The reason for this is clear: in some limit quantum mechanics had to reproduce Newtonian mechanics, so one can hope to try to reformulate Newtonian mechanics in such a way that one [luckily] works with the classical limit of quantum theory. With this “classical limit of quantum theory,” one can then make the leap to a fully non-deterministic quantum theory at the point where all of the language and all of the physics is helping to make the transition as easy as possible.
Nima hopes that a similar process is happening with scattering amplitudes. These novel techniques might point to a radical reformulation for how to calculate scattering amplitudes in such a way that we might get hints about what kind of theory joins general relativity with quantum mechanics. One reason to be hopeful that this is plausible is that locality is precisely the kind of thing which we expect to break down in such a theory. Thus just as determinism was an “emergent” in the least action formulation of classical mechanics and ended up being discarded in quantum mechanics, we might suspect that locality is only “emergent” in general relativity and quantum theory, and is actually discarded in whatever theory subsumes it.
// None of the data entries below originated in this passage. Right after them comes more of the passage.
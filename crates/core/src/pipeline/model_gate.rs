use std::sync::atomic::{AtomicBool, Ordering};
use std::sync::{Arc, Condvar, Mutex, MutexGuard, PoisonError};
use std::thread;
use std::time::Duration;

use thiserror::Error;

/// How often a waiter re-checks its cancel flag.
const WAIT_SLICE: Duration = Duration::from_millis(100);

#[derive(Error, Debug, Clone, PartialEq, Eq)]
pub enum GateError {
    #[error("model failed to initialize: {0}")]
    Failed(String),
    #[error("cancelled while waiting for model")]
    Cancelled,
}

enum GateState<T> {
    Loading,
    Ready(T),
    Failed(String),
}

/// Readiness gate around a model that loads in the background.
///
/// The state is assigned exactly once (`Loading` → `Ready` or `Failed`).
/// Callers block in [`ModelGate::with_ready`] until then, so no inference
/// can start before initialization finishes.
pub struct ModelGate<T> {
    state: Mutex<GateState<T>>,
    ready: Condvar,
}

impl<T: Send + 'static> ModelGate<T> {
    /// Start loading on a background thread and return the gate immediately.
    pub fn spawn<F>(load: F) -> Arc<Self>
    where
        F: FnOnce() -> Result<T, String> + Send + 'static,
    {
        let gate = Arc::new(Self::loading());
        let loader = gate.clone();
        thread::spawn(move || loader.resolve(load()));
        gate
    }
}

impl<T> ModelGate<T> {
    pub fn loading() -> Self {
        Self {
            state: Mutex::new(GateState::Loading),
            ready: Condvar::new(),
        }
    }

    /// A gate that is already open.
    pub fn ready(model: T) -> Self {
        Self {
            state: Mutex::new(GateState::Ready(model)),
            ready: Condvar::new(),
        }
    }

    /// Records the load result. Later calls are ignored.
    pub fn resolve(&self, result: Result<T, String>) {
        let mut state = self.lock();
        if !matches!(*state, GateState::Loading) {
            log::warn!("Model gate already resolved; ignoring second result");
            return;
        }
        *state = match result {
            Ok(model) => {
                log::info!("Model ready");
                GateState::Ready(model)
            }
            Err(e) => {
                log::error!("Model failed to load: {e}");
                GateState::Failed(e)
            }
        };
        self.ready.notify_all();
    }

    pub fn is_ready(&self) -> bool {
        matches!(*self.lock(), GateState::Ready(_))
    }

    /// Waits for the model, then runs `f` with exclusive access to it.
    ///
    /// Returns early with [`GateError::Cancelled`] once `cancelled` is set,
    /// and with [`GateError::Failed`] if initialization failed.
    pub fn with_ready<R>(
        &self,
        cancelled: &AtomicBool,
        f: impl FnOnce(&mut T) -> R,
    ) -> Result<R, GateError> {
        let mut state = self.lock();
        loop {
            if cancelled.load(Ordering::Relaxed) {
                return Err(GateError::Cancelled);
            }
            match &mut *state {
                GateState::Ready(model) => return Ok(f(model)),
                GateState::Failed(e) => return Err(GateError::Failed(e.clone())),
                GateState::Loading => {
                    let (guard, _) = self
                        .ready
                        .wait_timeout(state, WAIT_SLICE)
                        .unwrap_or_else(PoisonError::into_inner);
                    state = guard;
                }
            }
        }
    }

    fn lock(&self) -> MutexGuard<'_, GateState<T>> {
        self.state.lock().unwrap_or_else(PoisonError::into_inner)
    }
}

#[cfg(test)]
mod tests {
    use super::*;
    use std::sync::mpsc;

    #[test]
    fn test_ready_gate_runs_immediately() {
        let gate = ModelGate::ready(41);
        let result = gate.with_ready(&AtomicBool::new(false), |m| {
            *m += 1;
            *m
        });
        assert_eq!(result, Ok(42));
        assert!(gate.is_ready());
    }

    #[test]
    fn test_waits_until_loaded() {
        let (release_tx, release_rx) = mpsc::channel::<()>();
        let gate = ModelGate::spawn(move || {
            release_rx.recv().unwrap();
            Ok("model")
        });
        assert!(!gate.is_ready());

        let waiter = {
            let gate = gate.clone();
            thread::spawn(move || gate.with_ready(&AtomicBool::new(false), |m| m.len()))
        };
        thread::sleep(Duration::from_millis(50));
        release_tx.send(()).unwrap();

        assert_eq!(waiter.join().unwrap(), Ok(5));
        assert!(gate.is_ready());
    }

    #[test]
    fn test_failed_load_rejects_every_call() {
        let gate: ModelGate<u32> = ModelGate::loading();
        gate.resolve(Err("bad weights".into()));
        let cancelled = AtomicBool::new(false);

        for _ in 0..2 {
            let result = gate.with_ready(&cancelled, |_| ());
            assert_eq!(result, Err(GateError::Failed("bad weights".into())));
        }
        assert!(!gate.is_ready());
    }

    #[test]
    fn test_second_resolve_is_ignored() {
        let gate = ModelGate::loading();
        gate.resolve(Ok(1));
        gate.resolve(Ok(2));
        gate.resolve(Err("late".into()));
        assert_eq!(gate.with_ready(&AtomicBool::new(false), |m| *m), Ok(1));
    }

    #[test]
    fn test_cancel_while_loading() {
        let gate: Arc<ModelGate<u32>> = Arc::new(ModelGate::loading());
        let cancelled = Arc::new(AtomicBool::new(false));

        let waiter = {
            let gate = gate.clone();
            let cancelled = cancelled.clone();
            thread::spawn(move || gate.with_ready(&cancelled, |m| *m))
        };
        thread::sleep(Duration::from_millis(20));
        cancelled.store(true, Ordering::Relaxed);

        assert_eq!(waiter.join().unwrap(), Err(GateError::Cancelled));
    }
}
pub mod face_detector;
If (and this is a big if) this program is indeed working in the correct direction, then we are still quite a way from understanding the big picture of how to make the next step. But in that case, there is certainly a revolution somewhere on the horizon. On the other hand, as Nima himself will say, there’s no guarantee that this scattering amplitude program (despite its hints) is the correct direction. But even in that case, these techniques are still valuable for the calculational power they provide.
All I can say is that—as is often the case with topics that Nima works on—he’s certainly piqued my interest and I’m very happy to have this week to learn directly from one of the highly influential theoretical physicists of our time.